Viper Energy, Inc., A Subsidiary of Diamondback Energy, Inc., Announces Drop Down Transaction and Operations Update
Viper Energy (NASDAQ:VNOM) announced two major acquisitions and Q4 2024 results. The company reported Q4 average daily production of 29,859 bo/d and total operating income of $228.7 million, declaring a $0.65 combined dividend per Class A share.
The company entered into two significant transactions: a $1.0 billion Drop Down agreement with Diamondback Energy to acquire mineral and royalty-interest subsidiaries, involving cash and approximately 69.6 million OpCo units, and the Quinn Ranch Acquisition worth $211 million plus 2.4 million OpCo units.
The combined acquisitions will add approximately 23,100 net royalty acres in the Midland Basin, with Diamondback operating >70% of these acres. The transactions are expected to be >10% accretive to cash distribution per Class A share, with pro forma production expected to increase by 61% compared to Q4 2024 levels.
Viper Energy (NASDAQ:VNOM) ha annunciato due importanti acquisizioni e i risultati del quarto trimestre 2024. L'azienda ha registrato una produzione media giornaliera nel quarto trimestre di 29.859 bo/d e un reddito operativo totale di $228,7 milioni, dichiarando un dividendo combinato di $0,65 per azione di Classe A.
L'azienda ha concluso due transazioni significative: un accordo di $1,0 miliardo Drop Down con Diamondback Energy per acquisire sussidiarie di mineral e royalty-interest, coinvolgendo denaro contante e circa 69,6 milioni di unità OpCo, e l'Acquisizione di Quinn Ranch del valore di $211 milioni più 2,4 milioni di unità OpCo.
Le acquisizioni combinate aggiungeranno circa 23.100 acri netti di royalty nel bacino di Midland, con Diamondback che gestisce oltre il 70% di questi acri.

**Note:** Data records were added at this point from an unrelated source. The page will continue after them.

use crate::transport::Transport;
use evm_portal_types::FinalizedHead;
use reqwest::Url;
use std::{sync::Arc, time::Duration};
use tokio::{sync::Mutex, time::Instant};
use tracing::warn;

struct State {
    head: FinalizedHead,
    last_polled: Option<Instant>,
}

/// Throttled poller for `finalized-stream/height`, shared by one
/// [`BlockStream`](crate::BlockStream) to stamp every delivered batch (spec
/// §4.5 "Finalized head reporting").
///
/// `hash` is always `None` today (the portal doesn't return it yet); `number`
/// is monotonically non-decreasing across calls, per §8 invariant 2, even if
/// a poll fails or briefly returns a smaller value than already observed.
#[derive(Debug)]
pub(crate) struct HeadTracker {
    transport: Arc<dyn Transport>,
    url: Url,
    min_interval: Duration,
    state: Mutex<State>,
}

impl std::fmt::Debug for State {
    fn fmt(&self, f: &mut std::fmt::Formatter<'_>) -> std::fmt::Result {
        f.debug_struct("State").field("head", &self.head).field("last_polled", &self.last_polled).finish()
    }
}

impl HeadTracker {
    pub(crate) fn new(transport: Arc<dyn Transport>, url: Url, min_interval: Duration) -> Self {
        Self {
            transport,
            url,
            min_interval,
            state: Mutex::new(State { head: FinalizedHead::new(0), last_polled: None }),
        }
    }

    /// The current finalized head, refreshing it from the portal if the
    /// throttle interval has elapsed since the last poll.
    pub(crate) async fn current(&self) -> FinalizedHead {
        let mut state = self.state.lock().await;
        let due = state.last_polled.map_or(true, |t| t.elapsed() >= self.min_interval);
        if due {
            match self.transport.get_height(&self.url).await {
                Ok(number) => {
                    state.head.number = state.head.number.max(number);
                }
                Err(e) => {
                    warn!(error = %e, "failed to refresh finalized head; keeping last known value");
                }
            }
            state.last_polled = Some(Instant::now());
        }
        state.head
    }
}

Si prevede che le transazioni saranno >10% accretive alle distribuzioni di cassa per azione di Classe A, con la produzione pro forma che dovrebbe aumentare del 61% rispetto ai livelli del quarto trimestre 2024.
Viper Energy (NASDAQ:VNOM) anunció dos adquisiciones importantes y los resultados del cuarto trimestre de 2024. La compañía reportó una producción diaria promedio de 29.859 bo/d en el cuarto trimestre y un ingreso operativo total de $228,7 millones, declarando un dividendo combinado de $0,65 por acción de Clase A.
La compañía llevó a cabo dos transacciones significativas: un acuerdo de $1,0 mil millones Drop Down con Diamondback Energy para adquirir subsidiarias de interés mineral y regalías, que involucran efectivo y aproximadamente 69,6 millones de unidades OpCo, y la Adquisición de Quinn Ranch valorada en $211 millones más 2,4 millones de unidades OpCo.
Las adquisiciones combinadas agregarán aproximadamente 23.100 acres netos de regalías en la Cuenca de Midland, con Diamondback operando más del 70% de estos acres. Se espera que las transacciones sean >10% accretivas a la distribución de efectivo por acción de Clase A, con una producción pro forma que se espera aumente en un 61% en comparación con los niveles del cuarto trimestre de 2024.
Viper Energy (NASDAQ:VNOM)는 두 건의 주요 인수와 2024년 4분기 실적을 발표했습니다. 회사는 4분기 평균 일일 생산량이 29,859 bo/d이며 총 운영 수익이 2억 2,870만 달러에 달한다고 보고했으며, 클래스 A 주식당 0.65달러의 합산 배당금을 선언했습니다.
회사는 두 건의 중요한 거래를 체결했습니다: 10억 달러 규모의 드롭다운 계약을 통해 다이아몬드백 에너지와 함께 광물 및 로열티 관여 자회사를 인수했으며, 현금과 약 6960만 개의 OpCo 유닛을 포함하고 있습니다. 또 하나는 퀸 랜치 인수로 2억 1,100만 달러 및 240만 개의 OpCo 유닛이 포함되어 있습니다.
합산된 인수는 미들랜드 분지에서 약 23,100 에이커의 순 로열티를 추가할 것이며, 다이아몬드백이 이들 중 70% 이상을 운영할 것입니다. 거래는 클래스 A 주식당 현금 배당금이 >10% 증가할 것으로 예상되며, 프로 포르마 생산량은 2024년 4분기 수준에 비해 61% 증가할 것으로 보입니다.
Viper Energy (NASDAQ:VNOM) a annoncé deux acquisitions majeures et les résultats du quatrième trimestre 2024. La société a rapporté une production quotidienne moyenne de 29 859 bo/d pour le quatrième trimestre et un revenu opérationnel total de 228,7 millions de dollars, déclarant un dividende combiné de 0,65 dollar par action de classe A.
La société a conclu deux transactions significatives : un accord de 1,0 milliard de dollars Drop Down avec Diamondback Energy pour acquérir des filiales d'intérêts miniers et de redevances, impliquant des liquidités et environ 69,6 millions d'unités OpCo, ainsi que l'Acquisition de Quinn Ranch d'une valeur de 211 millions de dollars plus 2,4 millions d'unités OpCo.
Les acquisitions combinées ajouteront environ 23 100 acres de redevances nettes dans le bassin de Midland, avec Diamondback exploitant plus de 70 % de ces acres. Les transactions devraient être >10 % accréditives à la distribution de liquidités par action de classe A, avec une production pro forma qui devrait augmenter de 61 % par rapport aux niveaux du quatrième trimestre 2024.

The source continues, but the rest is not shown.